What you have to do>
Copy all lines below containing "PathBuf".
□ □ □ □
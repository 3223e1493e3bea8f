//! The start/stop/status state machine.
//!
//! The service is either STOPPED (no live handle) or RUNNING (a persisted
//! handle whose process answers the liveness probe). Every command first
//! reconciles the record with reality through
//! [`HandleStore::load_validated`], then performs at most one transition.

use std::path::PathBuf;
use std::time::Duration;

use tracing::{info, warn};
use warden_config::Config;

use super::LIFECYCLE_TARGET;
use super::collaborators::Collaborator;
use super::error::LifecycleError;
use super::interrupt::InterruptFlag;
use super::lock::StartLock;
use super::probe::LivenessProbe;
use super::process::{LaunchSpec, ProcessHandle, ProcessLauncher, SignalDelivery};
use super::store::{HandleStore, ServiceHandle};

/// Observed service state.
#[derive(Debug, Clone, Copy, PartialEq, Eq)]
pub enum ServiceState {
    Stopped,
    Running { pid: u32 },
}

/// Result of a start request.
#[derive(Debug, Clone, Copy, PartialEq, Eq)]
pub enum StartOutcome {
    AlreadyRunning { pid: u32 },
    Started { pid: u32 },
}

/// Result of a stop request.
#[derive(Debug, Clone, Copy, PartialEq, Eq)]
pub enum StopOutcome {
    NotRunning,
    /// The process vanished before it could be signalled.
    AlreadyExited { pid: u32 },
    Graceful { pid: u32 },
    Forced { pid: u32 },
}

/// Bounded waits applied by the state machine.
#[derive(Debug, Clone, Copy, PartialEq, Eq)]
pub struct Timeouts {
    pub startup_grace: Duration,
    pub graceful_stop: Duration,
    pub forceful_stop: Duration,
}

impl Timeouts {
    pub const fn from_config(config: &Config) -> Self {
        Self {
            startup_grace: config.startup_grace(),
            graceful_stop: config.stop_timeout(),
            forceful_stop: config.kill_timeout(),
        }
    }
}

/// Inputs specific to a start transition.
pub struct StartPlan {
    pub launch: LaunchSpec,
    pub collaborators: Vec<Box<dyn Collaborator>>,
    pub lock_path: PathBuf,
}

/// Drives lifecycle transitions over injectable store, probe, and launcher.
pub struct Supervisor<S, P, L> {
    store: S,
    probe: P,
    launcher: L,
    timeouts: Timeouts,
    interrupt: InterruptFlag,
}

impl<S, P, L> Supervisor<S, P, L>
where
    S: HandleStore,
    P: LivenessProbe,
    L: ProcessLauncher,
{
    pub fn new(store: S, probe: P, launcher: L, timeouts: Timeouts, interrupt: InterruptFlag) -> Self {
        Self {
            store,
            probe,
            launcher,
            timeouts,
            interrupt,
        }
    }

    #[cfg(test)]
    pub(crate) fn store(&self) -> &S {
        &self.store
    }

    /// Reports whether a live service is recorded.
    pub fn status(&self) -> Result<ServiceState, LifecycleError> {
        Ok(match self.store.load_validated(&self.probe)? {
            Some(handle) => ServiceState::Running { pid: handle.pid() },
            None => ServiceState::Stopped,
        })
    }

    /// Starts the service unless a live instance is already recorded.
    pub fn start(&mut self, plan: &StartPlan) -> Result<StartOutcome, LifecycleError> {
        let pid = {
            let _lock = StartLock::acquire(&plan.lock_path)?;
            if let Some(handle) = self.store.load_validated(&self.probe)? {
                info!(target: LIFECYCLE_TARGET, pid = handle.pid(), "service already running");
                return Ok(StartOutcome::AlreadyRunning { pid: handle.pid() });
            }
            for step in &plan.collaborators {
                self.interrupt.check()?;
                info!(target: LIFECYCLE_TARGET, step = %step.describe(), "running collaborator");
                step.run(&self.interrupt)?;
            }
            self.interrupt.check()?;
            self.launch_and_record(&plan.launch)?
        };

        self.interrupt.sleep(self.timeouts.startup_grace)?;
        if self.probe.is_alive(pid) {
            info!(target: LIFECYCLE_TARGET, pid, "service survived startup grace");
            return Ok(StartOutcome::Started { pid });
        }
        warn!(target: LIFECYCLE_TARGET, pid, "service exited during startup grace");
        self.store.clear()?;
        Err(LifecycleError::NotAlive {
            pid,
            log: plan.launch.log_path.clone(),
        })
    }

    fn launch_and_record(&mut self, launch: &LaunchSpec) -> Result<u32, LifecycleError> {
        let mut process = self.launcher.spawn(launch)?;
        let pid = process.pid();
        let recorded = ServiceHandle::new(pid)
            .ok_or(LifecycleError::InvalidPid {
                pid,
                reason: "spawned process reported an unusable pid",
            })
            .and_then(|handle| self.store.save(handle).map_err(LifecycleError::from));
        if let Err(error) = recorded {
            warn!(
                target: LIFECYCLE_TARGET,
                pid,
                error = %error,
                "could not record spawned service; terminating it"
            );
            if let Err(kill_error) = process.send_forceful() {
                warn!(target: LIFECYCLE_TARGET, pid, error = %kill_error, "rollback kill failed");
            }
            return Err(error);
        }
        Ok(pid)
    }

    /// Stops the recorded service, escalating to a forceful stop when the
    /// graceful timeout expires.
    pub fn stop(&mut self) -> Result<StopOutcome, LifecycleError> {
        let Some(handle) = self.store.load_validated(&self.probe)? else {
            return Ok(StopOutcome::NotRunning);
        };
        let pid = handle.pid();
        let mut process = self.launcher.attach(pid);

        if process.send_graceful()? == SignalDelivery::AlreadyExited {
            self.store.clear()?;
            return Ok(StopOutcome::AlreadyExited { pid });
        }
        if process.wait(self.timeouts.graceful_stop)? {
            self.store.clear()?;
            info!(target: LIFECYCLE_TARGET, pid, "service stopped gracefully");
            return Ok(StopOutcome::Graceful { pid });
        }

        warn!(
            target: LIFECYCLE_TARGET,
            pid,
            timeout = ?self.timeouts.graceful_stop,
            "graceful stop timed out; escalating"
        );
        process.send_forceful()?;
        if process.wait(self.timeouts.forceful_stop)? {
            self.store.clear()?;
            return Ok(StopOutcome::Forced { pid });
        }
        Err(LifecycleError::StopTimeout {
            pid,
            timeout: self.timeouts.graceful_stop + self.timeouts.forceful_stop,
        })
    }
}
□ □ □ □
Output below>
use std::path::PathBuf;
    pub lock_path: PathBuf,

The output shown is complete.